In this issue, narratives are defined as follows: Narratives are personal and individual experience reports on aspects of an illness that are embedded in the biographical and social background of a person. All aspects of an illness can be addressed. They often contain implicit or explicit descriptions of types of behavior, coping strategies or decision-making processes. Fictitious or authentic, written in the first or third person, they often follow an action, contain concrete examples, details and characters. They are seen as a component of health information (1-3).
Experience reports are widespread in journalism and are used increasingly in health information and to support decision-making (1, 4, 5). Narratives are an everyday form of communication and are therefore seen as being easier to understand and remember, and are more appealing than statistic information that is in the center of evidence-based information (6-8).
There is, however, the possibility that empirical reports may have undesired effects that are opposed to the aspirations of evidence-based health information. It is not clear what influence they have on decision-making processes.
One of the difficulties lies in the fact that the term „experience report“ is not defined exactly and that it includes a very heterogeneous group of sets of information, which have only one thing in common: they convey the perspectives of one single person. A narrative often describes how a (real or fictitious) person has coped with a challenge or has managed a certain situation.

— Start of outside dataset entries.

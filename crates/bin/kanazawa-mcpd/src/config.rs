use clap::{Parser, builder::BoolishValueParser};
use kanazawa_store::schema::DEFAULT_OPEN_DATA_BASE_URL;
use std::error::Error;
use std::fmt;
use std::net::SocketAddr;
use std::time::Duration;

const DEFAULT_DB_URI: &str = "mem://";
const DEFAULT_DB_NAMESPACE: &str = "kanazawa";
const DEFAULT_DB_NAME: &str = "city";
const DEFAULT_MCP_HTTP_ADDR: &str = "127.0.0.1:4020";
const DEFAULT_API_ADDR: &str = "127.0.0.1:8000";
const DEFAULT_API_TIMEOUT_SECS: u64 = 45;
const DEFAULT_CACHE_SWEEP_SECS: u64 = 60;

#[derive(Parser, Debug)]
#[command(name = "kanazawa-mcpd", version, about = "Kanazawa MCP daemon.")]
#[allow(clippy::struct_excessive_bools)]
struct CliArgs {
    #[arg(
        long,
        env = "KANAZAWA_USE_OPEN_DATA",
        default_value_t = false,
        value_parser = BoolishValueParser::new()
    )]
    use_open_data: bool,

    #[arg(
        long,
        env = "KANAZAWA_OPEN_DATA_BASE_URL",
        default_value = DEFAULT_OPEN_DATA_BASE_URL
    )]
    open_data_base_url: String,

    #[arg(long, env = "KANAZAWA_CACHE_URI")]
    cache_uri: Option<String>,

    #[arg(
        long,
        env = "KANAZAWA_CACHE_SWEEP_SECS",
        default_value_t = DEFAULT_CACHE_SWEEP_SECS
    )]
    cache_sweep_secs: u64,

    #[arg(
        long,
        env = "KANAZAWA_DB_ENABLED",
        default_value_t = true,
        value_parser = BoolishValueParser::new()
    )]
    db_enabled: bool,

    #[arg(long, env = "KANAZAWA_DB_URI", default_value = DEFAULT_DB_URI)]
    db_uri: String,

    #[arg(long, env = "KANAZAWA_DB_USERNAME")]
    db_username: Option<String>,

    #[arg(long, env = "KANAZAWA_DB_PASSWORD")]
    db_password: Option<String>,

    #[arg(long, env = "KANAZAWA_DB_NAMESPACE", default_value = DEFAULT_DB_NAMESPACE)]
    db_namespace: String,

    #[arg(long, env = "KANAZAWA_DB_NAME", default_value = DEFAULT_DB_NAME)]
    db_name: String,

    #[arg(
        long = "stdio",
        env = "KANAZAWA_ENABLE_STDIO",
        default_value_t = false,
        value_parser = BoolishValueParser::new()
    )]
    enable_stdio: bool,

    #[arg(
        long,
        env = "KANAZAWA_MCP_SERVE",
        default_value_t = true,
        value_parser = BoolishValueParser::new()
    )]
    mcp_serve: bool,

    #[arg(long, env = "KANAZAWA_MCP_HTTP_ADDR", default_value = DEFAULT_MCP_HTTP_ADDR)]
    mcp_http_addr: SocketAddr,

    #[arg(
        long,
        env = "KANAZAWA_API_SERVE",
        default_value_t = true,
        value_parser = BoolishValueParser::new()
    )]
    api_serve: bool,

    #[arg(long, env = "KANAZAWA_API_ADDR", default_value = DEFAULT_API_ADDR)]
    api_addr: SocketAddr,

    #[arg(
        long,
        env = "KANAZAWA_API_TIMEOUT_SECS",
        default_value_t = DEFAULT_API_TIMEOUT_SECS
    )]
    api_timeout_secs: u64,
}

/// Credentials for a remote `SurrealDB` endpoint.
#[derive(Clone)]
pub struct DbCredentials {
    pub username: String,
    pub password: String,
}

impl fmt::Debug for DbCredentials {
    fn fmt(&self, f: &mut fmt::Formatter<'_>) -> fmt::Result {
        f.debug_struct("DbCredentials")
            .field("username", &self.username)
            .field("password", &"<redacted>")
            .finish()
    }
}

/// Runtime configuration loaded from CLI arguments and environment variables.
#[derive(Debug, Clone)]
#[allow(clippy::struct_excessive_bools)]
pub struct KanazawaConfig {
    pub use_open_data: bool,
    pub open_data_base_url: String,
    pub cache_uri: Option<String>,
    pub cache_sweep_interval: Duration,
    pub db_enabled: bool,
    pub db_uri: String,
    pub db_credentials: Option<DbCredentials>,
    pub db_namespace: String,
    pub db_name: String,
    pub enable_stdio: bool,
    pub mcp_serve: bool,
    pub mcp_http_addr: SocketAddr,
    pub api_serve: bool,
    pub api_addr: SocketAddr,
    pub api_timeout: Duration,
}

#[derive(Debug)]
pub enum ConfigError {
    MissingSetting(&'static str),
    InvalidSetting { name: &'static str, value: String },
}

impl fmt::Display for ConfigError {
    fn fmt(&self, f: &mut fmt::Formatter<'_>) -> fmt::Result {
        match self {
            Self::MissingSetting(name) => write!(f, "missing required setting: {name}"),
            Self::InvalidSetting { name, value } => {
                write!(f, "invalid {name} value: {value}")
            }
        }
    }
}

impl Error for ConfigError {}

impl KanazawaConfig {
    /// Parses process arguments and environment.
    ///
    /// # Errors
    /// Returns `ConfigError` when a setting is missing or invalid.
    pub fn from_args() -> Result<Self, ConfigError> {
        let args = CliArgs::parse();
        Self::try_from(args)
    }
}

impl TryFrom<CliArgs> for KanazawaConfig {
    type Error = ConfigError;

    fn try_from(args: CliArgs) -> Result<Self, Self::Error> {
        let open_data_base_url = args.open_data_base_url.trim().to_string();
        if args.use_open_data
            && !(open_data_base_url.starts_with("http://")
                || open_data_base_url.starts_with("https://"))
        {
            return Err(ConfigError::InvalidSetting {
                name: "KANAZAWA_OPEN_DATA_BASE_URL",
                value: args.open_data_base_url,
            });
        }

        let cache_uri = args.cache_uri.filter(|value| !value.trim().is_empty());
        if args.cache_sweep_secs == 0 {
            return Err(ConfigError::InvalidSetting {
                name: "KANAZAWA_CACHE_SWEEP_SECS",
                value: args.cache_sweep_secs.to_string(),
            });
        }

        let db_uri = args.db_uri.trim().to_string();
        if args.db_enabled && db_uri.is_empty() {
            return Err(ConfigError::MissingSetting("KANAZAWA_DB_URI"));
        }
        let db_username = args.db_username.filter(|value| !value.trim().is_empty());
        let db_password = args.db_password.filter(|value| !value.trim().is_empty());
        let db_credentials = match (db_username, db_password) {
            (Some(username), Some(password)) => Some(DbCredentials { username, password }),
            (None, None) => None,
            (Some(_), None) => return Err(ConfigError::MissingSetting("KANAZAWA_DB_PASSWORD")),
            (None, Some(_)) => return Err(ConfigError::MissingSetting("KANAZAWA_DB_USERNAME")),
        };

        if args.db_namespace.trim().is_empty() {
            return Err(ConfigError::InvalidSetting {
                name: "KANAZAWA_DB_NAMESPACE",
                value: args.db_namespace,
            });
        }
        if args.db_name.trim().is_empty() {
            return Err(ConfigError::InvalidSetting {
                name: "KANAZAWA_DB_NAME",
                value: args.db_name,
            });
        }

        if args.api_timeout_secs == 0 {
            return Err(ConfigError::InvalidSetting {
                name: "KANAZAWA_API_TIMEOUT_SECS",
                value: args.api_timeout_secs.to_string(),
            });
        }

        if !(args.enable_stdio || args.mcp_serve || args.api_serve) {
            return Err(ConfigError::MissingSetting(
                "KANAZAWA_ENABLE_STDIO, KANAZAWA_MCP_SERVE, or KANAZAWA_API_SERVE",
            ));
        }

        Ok(Self {
            use_open_data: args.use_open_data,
            open_data_base_url,
            cache_uri,
            cache_sweep_interval: Duration::from_secs(args.cache_sweep_secs),
            db_enabled: args.db_enabled,
            db_uri,
            db_credentials,
            db_namespace: args.db_namespace,
            db_name: args.db_name,
            enable_stdio: args.enable_stdio,
            mcp_serve: args.mcp_serve,
            mcp_http_addr: args.mcp_http_addr,
            api_serve: args.api_serve,
            api_addr: args.api_addr,
            api_timeout: Duration::from_secs(args.api_timeout_secs),
        })
    }
}
//! Embedded fallback datasets.
//!
//! Served when neither the open-data portal nor the local store yields
//! records, so every tool answers with something representative.

use kanazawa_store::models::{BusScheduleEntry, GarbageSchedule, TouristSpot, TransportationStop};

#[must_use]
pub fn garbage_schedules() -> Vec<GarbageSchedule> {
    vec![
        GarbageSchedule {
            area_code: "01".to_string(),
            date: "2024-01-15".to_string(),
            garbage_type: "燃やすごみ".to_string(),
            description: Some("中央地区: 月・木曜日に収集します".to_string()),
        },
        GarbageSchedule {
            area_code: "02".to_string(),
            date: "2024-01-16".to_string(),
            garbage_type: "燃やさないごみ".to_string(),
            description: Some("東山地区: 第2・4火曜日に収集します".to_string()),
        },
    ]
}

#[must_use]
pub fn tourist_spots() -> Vec<TouristSpot> {
    vec![
        TouristSpot {
            name: "兼六園".to_string(),
            description: "日本三名園の一つ。四季折々の美しい景色が楽しめます。".to_string(),
            latitude: 36.5620,
            longitude: 136.6622,
            category: Some("庭園".to_string()),
            address: Some("石川県金沢市兼六町1".to_string()),
            opening_hours: Some("7:00-18:00（季節により変動）".to_string()),
            contact: Some("076-234-3800".to_string()),
        },
        TouristSpot {
            name: "金沢城".to_string(),
            description: "歴史ある城郭。石川門や三十間長屋が見どころです。".to_string(),
            latitude: 36.5648,
            longitude: 136.6593,
            category: Some("史跡".to_string()),
            address: Some("石川県金沢市丸の内1-1".to_string()),
            opening_hours: Some("9:00-16:30".to_string()),
            contact: Some("076-234-3800".to_string()),
        },
    ]
}

#[must_use]
pub fn transportation_stops() -> Vec<TransportationStop> {
    vec![
        TransportationStop {
            name: "金沢駅".to_string(),
            kind: "train_station".to_string(),
            latitude: 36.5778,
            longitude: 136.6483,
            address: Some("石川県金沢市木ノ新保町1-1".to_string()),
            routes: Some(vec![
                "北陸新幹線".to_string(),
                "JR北陸本線".to_string(),
                "IRいしかわ鉄道".to_string(),
            ]),
        },
        TransportationStop {
            name: "武蔵ヶ辻・近江町市場".to_string(),
            kind: "bus_stop".to_string(),
            latitude: 36.5668,
            longitude: 136.6564,
            address: Some("石川県金沢市上近江町".to_string()),
            routes: Some(vec![
                "ふらっとバス材木ルート".to_string(),
                "路線バス".to_string(),
            ]),
        },
    ]
}

/// Flat-bus timetable, ordered by route then departure.
#[must_use]
pub fn bus_schedule() -> Vec<BusScheduleEntry> {
    [
        ("ふらっとバス材木ルート", "武蔵ヶ辻・近江町市場", "14:40", "材木町", "Z-07"),
        ("ふらっとバス材木ルート", "武蔵ヶ辻・近江町市場", "15:00", "材木町", "Z-08"),
        ("ふらっとバス材木ルート", "東山", "15:20", "武蔵ヶ辻", "Z-09"),
        ("ふらっとバス材木ルート", "武蔵ヶ辻・近江町市場", "15:40", "材木町", "Z-10"),
        ("ふらっとバス材木ルート", "武蔵ヶ辻・近江町市場", "16:00", "材木町", "Z-11"),
        ("ふらっとバス此花ルート", "金沢駅東口", "15:10", "此花町", "K-05"),
        ("ふらっとバス此花ルート", "金沢駅東口", "16:10", "此花町", "K-06"),
        ("ふらっとバス菊川ルート", "香林坊", "15:30", "菊川", "C-04"),
        ("ふらっとバス長町ルート", "香林坊", "10:00", "長町", "N-01"),
        ("城下まち金沢周遊バス", "金沢駅東口", "09:00", "兼六園", "S-01"),
    ]
    .into_iter()
    .map(
        |(route_name, stop_name, departure_time, destination, bus_number)| BusScheduleEntry {
            route_name: route_name.to_string(),
            stop_name: stop_name.to_string(),
            departure_time: departure_time.to_string(),
            destination: destination.to_string(),
            bus_number: bus_number.to_string(),
        },
    )
    .collect()
}
//! Open-data portal client.
//!
//! Datasets are published as UTF-8 CSV with a header row. Any transport,
//! status, or parse failure is logged and reported to callers as an empty row
//! list, which the data-source chain treats as "fall through".

pub mod rows;

use std::collections::HashMap;
use std::error::Error;
use std::fmt;
use std::time::Duration;

use async_trait::async_trait;
use kanazawa_store::schema::{
    DATASET_BUS_SCHEDULE,
    DATASET_GARBAGE_SCHEDULE,
    DATASET_TOURIST_SPOTS,
    DATASET_TRANSPORTATION_STOPS,
    dataset_url,
};
use tracing::{debug, warn};

pub const OPEN_DATA_TIMEOUT: Duration = Duration::from_secs(30);

/// One CSV row keyed by header name.
pub type OpenDataRow = HashMap<String, String>;

/// Datasets published on the portal.
#[derive(Debug, Clone, Copy, PartialEq, Eq, Hash)]
pub enum Dataset {
    GarbageSchedule,
    TouristSpots,
    TransportationStops,
    BusSchedule,
}

impl Dataset {
    #[must_use]
    pub const fn path(self) -> &'static str {
        match self {
            Self::GarbageSchedule => DATASET_GARBAGE_SCHEDULE,
            Self::TouristSpots => DATASET_TOURIST_SPOTS,
            Self::TransportationStops => DATASET_TRANSPORTATION_STOPS,
            Self::BusSchedule => DATASET_BUS_SCHEDULE,
        }
    }
}

impl fmt::Display for Dataset {
    fn fmt(&self, f: &mut fmt::Formatter<'_>) -> fmt::Result {
        f.write_str(self.path())
    }
}

/// Upstream failure while fetching a dataset. Never leaves this module's
/// [`OpenDataFetcher`] implementation.
#[derive(Debug)]
pub enum OpenDataError {
    Transport(reqwest::Error),
    Status { url: String, status: u16 },
    Parse(csv::Error),
}

impl fmt::Display for OpenDataError {
    fn fmt(&self, f: &mut fmt::Formatter<'_>) -> fmt::Result {
        match self {
            Self::Transport(err) => write!(f, "open data request failed: {err}"),
            Self::Status { url, status } => {
                write!(f, "open data request to {url} returned status {status}")
            }
            Self::Parse(err) => write!(f, "open data response is not valid CSV: {err}"),
        }
    }
}

impl Error for OpenDataError {}

impl From<reqwest::Error> for OpenDataError {
    fn from(err: reqwest::Error) -> Self {
        Self::Transport(err)
    }
}

impl From<csv::Error> for OpenDataError {
    fn from(err: csv::Error) -> Self {
        Self::Parse(err)
    }
}

/// Source of raw dataset rows.
#[async_trait]
pub trait OpenDataFetcher: Send + Sync {
    /// Returns every row of `dataset`, or an empty list on any failure.
    async fn fetch(&self, dataset: Dataset) -> Vec<OpenDataRow>;
}

/// HTTP client for the municipal open-data portal.
#[derive(Debug, Clone)]
pub struct OpenDataClient {
    http: reqwest::Client,
    base_url: String,
}

impl OpenDataClient {
    /// Builds a client with the fixed request timeout.
    ///
    /// # Errors
    /// Returns `OpenDataError::Transport` if the HTTP client cannot be built.
    pub fn new(base_url: impl Into<String>) -> Result<Self, OpenDataError> {
        let http = reqwest::Client::builder()
            .timeout(OPEN_DATA_TIMEOUT)
            .build()?;
        Ok(Self {
            http,
            base_url: base_url.into(),
        })
    }

    #[must_use]
    pub fn base_url(&self) -> &str {
        &self.base_url
    }

    /// Fetches and parses one dataset, surfacing the failure cause.
    ///
    /// # Errors
    /// Returns `OpenDataError` on transport failure, non-2xx status, or
    /// malformed CSV.
    pub async fn fetch_dataset(&self, dataset: Dataset) -> Result<Vec<OpenDataRow>, OpenDataError> {
        let url = dataset_url(&self.base_url, dataset.path());
        let response = self.http.get(&url).send().await?;
        let status = response.status();
        if !status.is_success() {
            return Err(OpenDataError::Status {
                url,
                status: status.as_u16(),
            });
        }
        let body = response.text().await?;
        let rows = parse_delimited(&body)?;
        debug!(%dataset, rows = rows.len(), "fetched open data");
        Ok(rows)
    }
}

#[async_trait]
impl OpenDataFetcher for OpenDataClient {
    async fn fetch(&self, dataset: Dataset) -> Vec<OpenDataRow> {
        match self.fetch_dataset(dataset).await {
            Ok(rows) => rows,
            Err(err) => {
                warn!(%dataset, error = %err, "open data unavailable");
                Vec::new()
            }
        }
    }
}

/// Parses comma-separated text with a header row into row mappings.
///
/// # Errors
/// Returns `csv::Error` when a record cannot be read, including rows whose
/// field count differs from the header.
pub fn parse_delimited(body: &str) -> Result<Vec<OpenDataRow>, csv::Error> {
    let body = body.strip_prefix('\u{feff}').unwrap_or(body);
    let mut reader = csv::ReaderBuilder::new()
        .has_headers(true)
        .trim(csv::Trim::All)
        .from_reader(body.as_bytes());
    let headers = reader.headers()?.clone();
    let mut rows = Vec::new();
    for record in reader.records() {
        let record = record?;
        let row = headers
            .iter()
            .zip(record.iter())
            .map(|(header, value)| (header.to_string(), value.to_string()))
            .collect();
        rows.push(row);
    }
    Ok(rows)
}

#[cfg(test)]
mod tests {
    use super::*;

    #[test]
    fn parses_header_and_rows() {
        let body = "\u{feff}name,type,latitude\n金沢駅,train_station,36.5778\n\"香林坊, 南\",bus_stop,36.5610\n";
        let rows = parse_delimited(body).expect("csv should parse");

        assert_eq!(rows.len(), 2);
        assert_eq!(rows[0].get("name").map(String::as_str), Some("金沢駅"));
        assert_eq!(rows[1].get("name").map(String::as_str), Some("香林坊, 南"));
        assert_eq!(rows[1].get("type").map(String::as_str), Some("bus_stop"));
    }

    #[test]
    fn ragged_rows_fail_to_parse() {
        let body = "a,b\n1,2\n3\n";
        assert!(parse_delimited(body).is_err());
    }

    #[test]
    fn empty_body_yields_no_rows() {
        assert!(parse_delimited("").expect("empty body parses").is_empty());
    }
}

Experience reports should serve various purposes, i.a.:
- They should invoke interest for a certain theme or subject.
- They should describe the emotions and social burdens associated with an illness so that the persons concerned can compare their own experiences with those of others and thus realize that they are not alone with their feelings.
- They should serve as “packaging” for imparting factual information and knowledge.
- They should impart opinions and be used objectively as part of campaigns for influencing risk perception and motivation.
These elements can be combined with one another in one single experience report. This can be explicit or implicit and be targeted and deliberate or random/accidental. In order to ensure that experience reports primarily provide access to how an illness is experienced and how the consequences are dealt with, it must be possible to edit them in such a way that they do not contradict statements of evidence and do not contain any explicit recommendations.
Certain types of experience reports are aimed at having a strong impact on users, they should appear “persuasive”. The persuasive effect of deliberately prepared experience reports is used intentionally in areas of prevention and health promotion, especially to reach special target groups or large populations in the sense of Public Health and to influence their behaviour (1, 3, 7, 9). In the field of social and cognitive psychology, the assumption that personally described experiences of ideas convince and influence behaviour is reputable and has been well researched (10).
However, it is possible that other types of experience reports may impede the various options for a decision being equally considered. On the basis of the open questions, the International Patient Decision Aids Standards (IPDAS) Collaboration has reached a consensus that narratives need not be included in high quality decision-making support (1, 11).